Exercise details
From the entries, return every line where the string "push" shows up.

────────────────────

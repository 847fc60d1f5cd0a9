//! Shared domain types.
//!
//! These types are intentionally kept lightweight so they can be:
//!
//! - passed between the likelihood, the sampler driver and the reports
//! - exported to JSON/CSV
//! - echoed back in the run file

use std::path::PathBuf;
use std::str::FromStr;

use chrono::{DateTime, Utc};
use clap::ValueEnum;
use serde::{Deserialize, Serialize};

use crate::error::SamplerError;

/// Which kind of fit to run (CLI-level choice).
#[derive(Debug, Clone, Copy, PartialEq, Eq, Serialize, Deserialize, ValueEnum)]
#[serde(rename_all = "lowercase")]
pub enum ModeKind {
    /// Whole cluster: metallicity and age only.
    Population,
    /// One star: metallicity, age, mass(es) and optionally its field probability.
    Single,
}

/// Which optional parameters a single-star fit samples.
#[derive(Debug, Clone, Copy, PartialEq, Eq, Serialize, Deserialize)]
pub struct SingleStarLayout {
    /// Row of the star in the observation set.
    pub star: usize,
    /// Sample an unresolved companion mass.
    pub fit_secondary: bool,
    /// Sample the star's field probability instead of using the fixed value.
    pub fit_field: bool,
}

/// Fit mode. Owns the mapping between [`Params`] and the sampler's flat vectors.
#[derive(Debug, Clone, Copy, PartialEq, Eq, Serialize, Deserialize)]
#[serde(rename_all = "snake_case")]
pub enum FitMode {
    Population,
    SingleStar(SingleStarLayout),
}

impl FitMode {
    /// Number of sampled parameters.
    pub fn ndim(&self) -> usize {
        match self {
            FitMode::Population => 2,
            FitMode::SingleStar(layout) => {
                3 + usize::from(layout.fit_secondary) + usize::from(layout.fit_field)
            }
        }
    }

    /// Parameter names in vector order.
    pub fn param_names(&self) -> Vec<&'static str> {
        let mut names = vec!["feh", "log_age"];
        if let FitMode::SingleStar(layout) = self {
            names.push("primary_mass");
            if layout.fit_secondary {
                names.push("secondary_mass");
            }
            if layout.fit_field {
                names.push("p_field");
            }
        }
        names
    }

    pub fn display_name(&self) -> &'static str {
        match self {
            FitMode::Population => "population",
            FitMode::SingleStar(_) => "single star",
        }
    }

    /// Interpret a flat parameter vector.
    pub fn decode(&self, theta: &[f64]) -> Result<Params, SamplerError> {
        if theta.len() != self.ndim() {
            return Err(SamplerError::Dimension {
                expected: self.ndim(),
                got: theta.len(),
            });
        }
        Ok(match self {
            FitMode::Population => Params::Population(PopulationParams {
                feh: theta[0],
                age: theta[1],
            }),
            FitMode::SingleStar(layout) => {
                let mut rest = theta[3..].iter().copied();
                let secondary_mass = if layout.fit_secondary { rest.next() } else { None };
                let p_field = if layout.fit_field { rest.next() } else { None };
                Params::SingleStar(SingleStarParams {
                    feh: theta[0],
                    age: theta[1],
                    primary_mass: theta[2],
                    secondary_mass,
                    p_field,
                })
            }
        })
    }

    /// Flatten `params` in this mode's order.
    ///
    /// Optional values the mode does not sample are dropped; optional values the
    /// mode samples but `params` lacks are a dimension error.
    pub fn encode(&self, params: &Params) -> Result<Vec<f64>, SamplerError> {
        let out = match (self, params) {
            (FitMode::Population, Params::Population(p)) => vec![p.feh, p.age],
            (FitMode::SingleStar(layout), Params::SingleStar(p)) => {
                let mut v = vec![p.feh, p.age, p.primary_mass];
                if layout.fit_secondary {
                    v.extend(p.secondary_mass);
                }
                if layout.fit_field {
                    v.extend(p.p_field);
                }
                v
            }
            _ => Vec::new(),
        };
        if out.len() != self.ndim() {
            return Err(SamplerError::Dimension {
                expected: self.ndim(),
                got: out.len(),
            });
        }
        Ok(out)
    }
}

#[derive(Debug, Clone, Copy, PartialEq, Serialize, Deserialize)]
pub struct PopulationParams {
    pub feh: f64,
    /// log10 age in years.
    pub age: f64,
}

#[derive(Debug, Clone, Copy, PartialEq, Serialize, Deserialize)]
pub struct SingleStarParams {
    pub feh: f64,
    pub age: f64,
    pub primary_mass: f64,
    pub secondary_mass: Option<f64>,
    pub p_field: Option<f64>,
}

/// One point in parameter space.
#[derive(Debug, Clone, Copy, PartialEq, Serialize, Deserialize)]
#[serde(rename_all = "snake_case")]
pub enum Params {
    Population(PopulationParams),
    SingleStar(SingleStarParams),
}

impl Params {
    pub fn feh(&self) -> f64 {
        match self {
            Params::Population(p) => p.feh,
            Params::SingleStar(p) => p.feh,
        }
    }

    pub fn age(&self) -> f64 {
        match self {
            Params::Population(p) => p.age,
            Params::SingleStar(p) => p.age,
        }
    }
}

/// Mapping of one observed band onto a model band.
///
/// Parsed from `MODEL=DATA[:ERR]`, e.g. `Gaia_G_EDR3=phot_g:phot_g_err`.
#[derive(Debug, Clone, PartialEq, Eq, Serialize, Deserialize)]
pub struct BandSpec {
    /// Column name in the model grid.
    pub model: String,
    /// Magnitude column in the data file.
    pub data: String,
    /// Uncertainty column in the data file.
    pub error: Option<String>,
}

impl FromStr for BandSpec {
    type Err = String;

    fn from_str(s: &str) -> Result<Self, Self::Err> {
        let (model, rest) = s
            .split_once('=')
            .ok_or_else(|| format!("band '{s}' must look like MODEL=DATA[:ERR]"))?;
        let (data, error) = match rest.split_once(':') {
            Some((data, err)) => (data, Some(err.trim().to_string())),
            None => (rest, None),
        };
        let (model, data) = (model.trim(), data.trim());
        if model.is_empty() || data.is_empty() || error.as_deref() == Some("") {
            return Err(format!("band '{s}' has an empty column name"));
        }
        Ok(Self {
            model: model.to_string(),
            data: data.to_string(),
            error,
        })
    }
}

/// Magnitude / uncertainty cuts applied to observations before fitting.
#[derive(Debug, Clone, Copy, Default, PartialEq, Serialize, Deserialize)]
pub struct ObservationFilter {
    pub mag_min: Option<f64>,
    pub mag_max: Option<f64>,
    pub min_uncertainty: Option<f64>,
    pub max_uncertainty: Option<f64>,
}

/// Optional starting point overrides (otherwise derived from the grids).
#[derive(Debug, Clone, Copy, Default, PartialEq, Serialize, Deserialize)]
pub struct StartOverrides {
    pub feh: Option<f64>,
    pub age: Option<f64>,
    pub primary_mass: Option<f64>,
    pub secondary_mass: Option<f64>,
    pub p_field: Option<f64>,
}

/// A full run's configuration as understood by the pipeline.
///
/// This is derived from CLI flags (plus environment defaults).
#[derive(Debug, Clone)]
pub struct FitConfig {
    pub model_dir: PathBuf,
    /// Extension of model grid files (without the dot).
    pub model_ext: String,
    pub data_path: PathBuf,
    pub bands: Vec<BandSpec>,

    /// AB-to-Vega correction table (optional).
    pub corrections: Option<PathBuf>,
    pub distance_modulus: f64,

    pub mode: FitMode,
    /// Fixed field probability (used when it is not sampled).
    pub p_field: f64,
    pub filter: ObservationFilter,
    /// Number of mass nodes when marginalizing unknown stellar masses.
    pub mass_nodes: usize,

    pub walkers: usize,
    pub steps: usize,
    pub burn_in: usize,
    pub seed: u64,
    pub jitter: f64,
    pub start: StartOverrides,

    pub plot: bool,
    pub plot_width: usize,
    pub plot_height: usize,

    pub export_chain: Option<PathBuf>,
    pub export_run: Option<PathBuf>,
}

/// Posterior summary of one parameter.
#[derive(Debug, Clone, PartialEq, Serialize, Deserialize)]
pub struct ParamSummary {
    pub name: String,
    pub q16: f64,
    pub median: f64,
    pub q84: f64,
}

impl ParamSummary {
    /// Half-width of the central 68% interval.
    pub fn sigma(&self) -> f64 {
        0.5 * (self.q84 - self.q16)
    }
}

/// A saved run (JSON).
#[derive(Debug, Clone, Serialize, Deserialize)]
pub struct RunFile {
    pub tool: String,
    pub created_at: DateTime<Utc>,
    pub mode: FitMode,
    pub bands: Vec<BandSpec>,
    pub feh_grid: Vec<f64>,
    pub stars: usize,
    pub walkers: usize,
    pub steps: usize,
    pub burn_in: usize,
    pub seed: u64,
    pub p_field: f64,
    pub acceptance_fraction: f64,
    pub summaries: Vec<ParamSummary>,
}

────────────────────

Answer to the problem
            names.push("primary_mass");
                names.push("secondary_mass");
                names.push("p_field");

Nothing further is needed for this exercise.